== Dataset content ==
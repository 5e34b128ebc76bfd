//! # cronwheel
//!
//! An in-process job scheduling engine: register jobs and triggers, and a
//! firing loop dispatches executions to a bounded worker pool when their
//! fire times arrive. Supports fixed-interval and cron recurrence (via
//! [`cronwheel_cron`]), exclusion calendars, misfire policies, pause/resume
//! with group semantics, stateful-job serialization, and ordered job /
//! trigger / scheduler listener callbacks.
//!
//! ## Quick start
//!
//! ```rust,no_run
//! use std::sync::Arc;
//! use async_trait::async_trait;
//! use cronwheel::{
//!     CompletionInstruction, Job, JobDetail, JobExecutionContext, JobKey, JobResult,
//!     Scheduler, SchedulerConfig, Trigger, TriggerKey,
//! };
//!
//! struct Heartbeat;
//!
//! #[async_trait]
//! impl Job for Heartbeat {
//!     async fn execute(&self, _ctx: &JobExecutionContext) -> JobResult {
//!         println!("beat");
//!         Ok(CompletionInstruction::Noop)
//!     }
//! }
//!
//! #[tokio::main]
//! async fn main() -> Result<(), Box<dyn std::error::Error>> {
//!     let (scheduler, factory) = Scheduler::with_default_factory(SchedulerConfig::default());
//!     factory.register("heartbeat", |_| Arc::new(Heartbeat));
//!
//!     let detail = JobDetail::new(JobKey::new("beat"), "heartbeat");
//!     let trigger = Trigger::cron(
//!         TriggerKey::new("beat-every-10s"),
//!         JobKey::new("beat"),
//!         chrono::Utc::now(),
//!         "*/10 * * * * ?",
//!         chrono_tz::Tz::UTC,
//!     )?;
//!     scheduler.schedule_job(detail, trigger).await?;
//!     scheduler.start().await?;
//!     // ... later:
//!     scheduler.shutdown(true).await?;
//!     Ok(())
//! }
//! ```
//!
//! ## Lifecycle
//!
//! A scheduler is created in standby, fires while started, and stops
//! permanently on shutdown. The in-memory registry can outlive a scheduler
//! instance: build with [`Scheduler::with_store`] and hand the same store
//! to a new instance to restart over the registered jobs.

pub mod calendar;
pub mod config;
pub mod error;
pub mod executor;
pub mod job;
pub mod key;
pub mod listener;
#[cfg(any(test, feature = "test-support"))]
pub mod mocks;
mod run_loop;
pub mod scheduler;
pub mod store;
pub mod trigger;

pub use cronwheel_cron::CronExpression;

pub use calendar::{Calendar, HolidayCalendar, WeeklyCalendar};
pub use config::SchedulerConfig;
pub use error::{Result, SchedulerError};
pub use executor::{TokioWorkerPool, WorkerPool, WorkerSlot};
pub use job::{
    CompletionInstruction, Job, JobDataMap, JobDetail, JobExecutionContext, JobExecutionError,
    JobFactory, JobResult, SimpleJobFactory,
};
pub use key::{
    JobKey, TriggerKey, DEFAULT_GROUP, FAILED_OVER_JOBS_GROUP, MANUAL_TRIGGER_GROUP,
    RECOVERING_JOBS_GROUP,
};
pub use listener::{
    JobListener, ListenerError, ListenerResult, SchedulerListener, TriggerListener,
};
pub use scheduler::{Scheduler, SchedulerMetadata, SchedulerState};
pub use store::MemoryStore;
pub use trigger::{MisfireInstruction, RepeatCount, Trigger, TriggerKind, TriggerState};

== Problem to solve ==
Would you please reproduce the entries above word for word?

== Task answer ==
repository 5e34b128ebc76bfd
//! # cronwheel
//!
//! An in-process job scheduling engine: register jobs and triggers, and a
//! firing loop dispatches executions to a bounded worker pool when their
//! fire times arrive. Supports fixed-interval and cron recurrence (via
//! [`cronwheel_cron`]), exclusion calendars, misfire policies, pause/resume
//! with group semantics, stateful-job serialization, and ordered job /
//! trigger / scheduler listener callbacks.
//!
//! ## Quick start
//!
//! ```rust,no_run
//! use std::sync::Arc;
//! use async_trait::async_trait;
//! use cronwheel::{
//!     CompletionInstruction, Job, JobDetail, JobExecutionContext, JobKey, JobResult,
//!     Scheduler, SchedulerConfig, Trigger, TriggerKey,
//! };
//!
//! struct Heartbeat;
//!
//! #[async_trait]
//! impl Job for Heartbeat {
//!     async fn execute(&self, _ctx: &JobExecutionContext) -> JobResult {
//!         println!("beat");
//!         Ok(CompletionInstruction::Noop)
//!     }
//! }
//!
//! #[tokio::main]
//! async fn main() -> Result<(), Box<dyn std::error::Error>> {
//!     let (scheduler, factory) = Scheduler::with_default_factory(SchedulerConfig::default());
//!     factory.register("heartbeat", |_| Arc::new(Heartbeat));
//!
//!     let detail = JobDetail::new(JobKey::new("beat"), "heartbeat");
//!     let trigger = Trigger::cron(
//!         TriggerKey::new("beat-every-10s"),
//!         JobKey::new("beat"),
//!         chrono::Utc::now(),
//!         "*/10 * * * * ?",
//!         chrono_tz::Tz::UTC,
//!     )?;
//!     scheduler.schedule_job(detail, trigger).await?;
//!     scheduler.start().await?;
//!     // ... later:
//!     scheduler.shutdown(true).await?;
//!     Ok(())
//! }
//! ```
//!
//! ## Lifecycle
//!
//! A scheduler is created in standby, fires while started, and stops
//! permanently on shutdown. The in-memory registry can outlive a scheduler
//! instance: build with [`Scheduler::with_store`] and hand the same store
//! to a new instance to restart over the registered jobs.

pub mod calendar;
pub mod config;
pub mod error;
pub mod executor;
pub mod job;
pub mod key;
pub mod listener;
#[cfg(any(test, feature = "test-support"))]
pub mod mocks;
mod run_loop;
pub mod scheduler;
pub mod store;
pub mod trigger;

pub use cronwheel_cron::CronExpression;

pub use calendar::{Calendar, HolidayCalendar, WeeklyCalendar};
pub use config::SchedulerConfig;
pub use error::{Result, SchedulerError};
pub use executor::{TokioWorkerPool, WorkerPool, WorkerSlot};
pub use job::{
    CompletionInstruction, Job, JobDataMap, JobDetail, JobExecutionContext, JobExecutionError,
    JobFactory, JobResult, SimpleJobFactory,
};
pub use key::{
    JobKey, TriggerKey, DEFAULT_GROUP, FAILED_OVER_JOBS_GROUP, MANUAL_TRIGGER_GROUP,
    RECOVERING_JOBS_GROUP,
};
pub use listener::{
    JobListener, ListenerError, ListenerResult, SchedulerListener, TriggerListener,
};
pub use scheduler::{Scheduler, SchedulerMetadata, SchedulerState};
pub use store::MemoryStore;
pub use trigger::{MisfireInstruction, RepeatCount, Trigger, TriggerKind, TriggerState};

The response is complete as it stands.